I should have my GF's ring in a couple weeks, but won't give it to her until she proposes to me (long story, lol, we are a same-sex couple). Gives me time to pay it off ;)
 
It was 20 Days between when the ring arrived and when DH proposed.

He wanted to take it home to show his friends and family, and then we both had super busy schedules, so the proposal got delayed until a random Thursday when we both had time and took a beautiful walk along the river. It was not a surprise proposal, but the way he asked still melts my heart when I think about it. :love:
 
About 2.5 weeks for me.
 
Is it the norm in the US for you both to know there's an engagement ring but still await a proposal? How does it work?
In the UK, the tradition was for the proposal to be a surprise for the woman and for the man to have bought the ring and propose with it. Increasingly however, the man will propose and then they will go ring shopping together but I've never heard of the ring being bought and with the girl's knowledge and even input without a proposal from the man. Do you pretend that it's just a ring when choosing it or is it a question of "if I got married this would be my dream ring"? Otherwise surely the cat's out of the bag if you're ring engagement ring shopping; you've effectively had the proposal and agreed.
Is it that "the proposal" has become sort of detached and like a separate ritual rather than really popping the question? I suppose that fits with people increasingly doing it publicly.
Out of my friends, more than half were proposed to with a ring entirely chosen by their fiancé, my ex-husband proposed first and we went ring shopping a couple of weeks later.
It does sound like the US is different from the UK, another difference is that ER upgrades are still very rare here, so a wealthy woman with beautiful jewellery will still wear the tiny diamond chip in gold on her left hand that was all her OH could afford when they married.
I'm very jealous of the craftsmanship American women have access to and the availability of stunning diamonds. I've only once or twice seen a ring in the flesh like many posted on here, and many of our friends are very wealthy (not all!).
Anyone here from other countries? Are traditions different where you come from?
 
Hi Zizzy,
In the US/Canada, a surprise proposal with the ring chosen entirely by the man is still the norm 80% of the time, but usually there has been some kind of a conversation beforehand about the relationship being serious and the two possibly having a future together.

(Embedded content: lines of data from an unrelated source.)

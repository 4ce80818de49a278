//! Purely visual effects: explosions and the scrolling starfield.
//! Nothing here feeds back into gameplay.

use glam::Vec2;
use rand::Rng;
use rand::seq::IndexedRandom;
use serde::{Deserialize, Serialize};

use crate::consts::*;

/// Palette index for particles (resolved to RGBA by the renderer)
#[derive(Debug, Clone, Copy, PartialEq, Eq, Serialize, Deserialize)]
pub enum SparkColor {
    Red,
    Orange,
    Yellow,
    White,
}

const SPARK_COLORS: [SparkColor; 4] = [
    SparkColor::Red,
    SparkColor::Orange,
    SparkColor::Yellow,
    SparkColor::White,
];

/// A particle for visual effects
#[derive(Debug, Clone, Serialize, Deserialize)]
pub struct Particle {
    pub pos: Vec2,
    pub vel: Vec2,
    pub size: f32,
    pub color: SparkColor,
}

/// A burst of particles plus a fading flash ring
#[derive(Debug, Clone, Serialize, Deserialize)]
pub struct Explosion {
    pub center: Vec2,
    /// Flash ring size at full strength
    pub size: f32,
    pub timer: u32,
    pub particles: Vec<Particle>,
    pub active: bool,
}

impl Explosion {
    pub fn new(center: Vec2, size: f32, rng: &mut impl Rng) -> Self {
        let particles = (0..EXPLOSION_PARTICLES)
            .map(|i| {
                let angle = (360.0 / EXPLOSION_PARTICLES as f32 * i as f32).to_radians();
                let speed = rng.random_range(2.0..5.0);
                Particle {
                    pos: center,
                    vel: Vec2::new(angle.cos(), angle.sin()) * speed,
                    size: rng.random_range(3..=8) as f32,
                    color: *SPARK_COLORS.choose(rng).unwrap_or(&SparkColor::White),
                }
            })
            .collect();
        Self {
            center,
            size,
            timer: EXPLOSION_TICKS,
            particles,
            active: true,
        }
    }

    pub fn update(&mut self) {
        if !self.active {
            return;
        }
        self.timer = self.timer.saturating_sub(1);
        if self.timer == 0 {
            self.active = false;
            return;
        }
        for p in &mut self.particles {
            p.pos += p.vel;
            p.size = (p.size - 0.3).max(1.0);
        }
    }

    /// Remaining strength of the flash ring (1.0 -> 0.0)
    pub fn alpha(&self) -> f32 {
        self.timer as f32 / EXPLOSION_TICKS as f32
    }
}

/// A background star
#[derive(Debug, Clone, Serialize, Deserialize)]
pub struct Star {
    pub pos: Vec2,
    pub speed: f32,
}

/// Parallax starfield scrolling left and wrapping at the edge
#[derive(Debug, Clone, Default, Serialize, Deserialize)]
pub struct Starfield {
    pub stars: Vec<Star>,
}

impl Starfield {
    pub fn new(rng: &mut impl Rng) -> Self {
        let stars = (0..STAR_COUNT)
            .map(|_| Star {
                pos: Vec2::new(
                    rng.random_range(0.0..SCREEN_WIDTH),
                    rng.random_range(0.0..SCREEN_HEIGHT),
                ),
                speed: rng.random_range(0.5..2.0),
            })
            .collect();
        Self { stars }
    }

    pub fn update(&mut self, rng: &mut impl Rng) {
        for star in &mut self.stars {
            star.pos.x -= star.speed;
            if star.pos.x < 0.0 {
                star.pos.x = SCREEN_WIDTH;
                star.pos.y = rng.random_range(0.0..SCREEN_HEIGHT);
            }
        }
    }
}
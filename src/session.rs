//! Frame driver
//!
//! Owns the simulation state and its collaborators. Each frame takes one
//! input snapshot, runs one tick, plays the tick's sound cues and draws.

use crate::audio::SoundManager;
use crate::platform::{InputSnapshot, Key};
use crate::renderer::{Surface, draw_state};
use crate::settings::Settings;
use crate::sim::{GameEvent, GameState, Hud, tick};

pub struct Session {
    pub state: GameState,
    pub audio: SoundManager,
    settings: Settings,
    running: bool,
    /// Events produced by the most recent frame
    last_events: Vec<GameEvent>,
}

impl Session {
    pub fn new(settings: Settings) -> Self {
        let audio = SoundManager::new(&settings);
        Self::with_audio(settings, audio)
    }

    /// Build with an explicit sound manager (tests, headless runs)
    pub fn with_audio(settings: Settings, audio: SoundManager) -> Self {
        let seed = settings.seed.unwrap_or_else(rand::random);
        log::info!("Game initialized with seed: {}", seed);
        Self {
            state: GameState::new(seed, settings.starting_lives),
            audio,
            settings,
            running: true,
            last_events: Vec::new(),
        }
    }

    pub fn settings(&self) -> &Settings {
        &self.settings
    }

    pub fn is_running(&self) -> bool {
        self.running
    }

    pub fn hud(&self) -> Hud {
        self.state.hud()
    }

    pub fn last_events(&self) -> &[GameEvent] {
        &self.last_events
    }

    /// Advance one frame. Returns false once quit was requested.
    pub fn frame(&mut self, input: &InputSnapshot, surface: &mut dyn Surface) -> bool {
        if !self.running {
            return false;
        }
        if input.was_pressed(Key::Quit) {
            log::info!("Quit requested at tick {}", self.state.time_ticks);
            self.running = false;
            return false;
        }
        if input.was_pressed(Key::Mute) {
            self.audio.toggle_mute();
        }

        tick(&mut self.state, input);

        self.last_events = self.state.drain_events();
        for event in &self.last_events {
            self.audio.handle_event(event);
        }
        draw_state(&self.state, surface);
        true
    }
}

#[cfg(test)]
mod tests {
    use super::*;
    use crate::renderer::VertexBatch;

    fn session(seed: u64) -> Session {
        let settings = Settings {
            seed: Some(seed),
            ..Settings::default()
        };
        Session::with_audio(settings, SoundManager::silent())
    }

    #[test]
    fn test_frame_ticks_and_draws() {
        let mut s = session(3);
        let mut batch = VertexBatch::new();
        assert!(s.frame(&InputSnapshot::default(), &mut batch));
        assert_eq!(s.state.time_ticks, 1);
        assert!(!batch.is_empty());
    }

    #[test]
    fn test_frame_drains_events() {
        let mut s = session(3);
        let mut batch = VertexBatch::new();
        let input = InputSnapshot {
            fire: true,
            ..InputSnapshot::default()
        };
        s.frame(&input, &mut batch);
        assert!(s.state.events.is_empty());
        assert!(s.last_events().contains(&GameEvent::PlayerShot));
        assert!(!s.state.player_bullets.is_empty());
    }

    #[test]
    fn test_quit_stops_the_loop() {
        let mut s = session(3);
        let mut batch = VertexBatch::new();
        let quit = InputSnapshot {
            quit: true,
            ..InputSnapshot::default()
        };
        assert!(!s.frame(&quit, &mut batch));
        assert!(!s.is_running());
        assert!(!s.frame(&InputSnapshot::default(), &mut batch));
        assert_eq!(s.state.time_ticks, 0);
    }

    #[test]
    fn test_mute_toggles_audio() {
        let mut s = session(3);
        let mut batch = VertexBatch::new();
        let mute = InputSnapshot {
            mute: true,
            ..InputSnapshot::default()
        };
        s.frame(&mute, &mut batch);
        assert!(s.audio.is_muted());
        s.frame(&mute, &mut batch);
        assert!(!s.audio.is_muted());
    }

    #[test]
    fn test_seed_from_settings_is_used() {
        let s = session(99);
        assert_eq!(s.state.seed, 99);
        assert_eq!(s.hud().lives, s.settings().starting_lives);
    }
}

Sometimes, If the girl thinks the relationship has a future, she may choose a ring style on her own initiative and tell a friend or close family member about her taste in ring style (Some women pick out a dream ring before they're even in a relationship). Then it's up to the boyfriend to contact the friend/close family member and get the details.

Alternatively, sometimes the guy will propose with a family heirloom he's been given.

If the couple has good communication skills, and the girl doesn't like the surprise proposal ring, the couple will change it after the proposal (but not that often).

Probably about 20% of the time the guy will propose without a ring and then the couple will go shopping together.

Upgrades are not the norm at all, and many women keep the same tiny e-ring they were proposed to even if they become millionaires later on. Sometimes women will pick out a big fancy ring as and anniversary present for a significant anniversary, however.

PS is kind of it's own planet with women picking out their own rings and upgrading at the drop of a hat. Keep in mind that this community is a small community with a jewellery obsession, and not representative of the population as a whole.
 
2 weeks here as well. However, we moved on a pretty fast timeline :)) 6 months of dating before we got engaged, a year of being engaged before marriage and now we are coming up on our 5 year anniversary! Time flies after you get that pretty on your finger :wavey:
 
About 1-2 weeks... and every day killed me to not have it!! :bigsmile:
 
1 hour! He actually proposed without a ring, and we went ring shopping the following weekend.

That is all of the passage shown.